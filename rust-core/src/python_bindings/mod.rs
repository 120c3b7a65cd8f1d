//! PyO3 bindings for the Qt host application

use pyo3::prelude::*;

mod demo_bindings;
mod pipeline_bindings;

use crate::error::PipelineError;

/// Map pipeline errors onto Python exceptions
fn to_py_err(err: PipelineError) -> PyErr {
    match err {
        PipelineError::Acquisition(e) => {
            PyErr::new::<pyo3::exceptions::PyIOError, _>(e.to_string())
        }
        e @ (PipelineError::Config(_)
        | PipelineError::SweepCount { .. }
        | PipelineError::GridMismatch { .. }) => {
            PyErr::new::<pyo3::exceptions::PyValueError, _>(e.to_string())
        }
        other => PyErr::new::<pyo3::exceptions::PyRuntimeError, _>(other.to_string()),
    }
}

/// Python module definition
#[pymodule]
fn mring(_py: Python, m: &PyModule) -> PyResult<()> {
    m.add_class::<pipeline_bindings::PyPipeline>()?;
    m.add_function(wrap_pyfunction!(demo_bindings::quantize, m)?)?;
    m.add("SENTINEL_TOLERANCE", crate::demo::SENTINEL_TOLERANCE)?;

    Ok(())
}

> _The problem_
Write down how many lines above contain the string "PipelineError", and nothing besides.

> _Output below_
6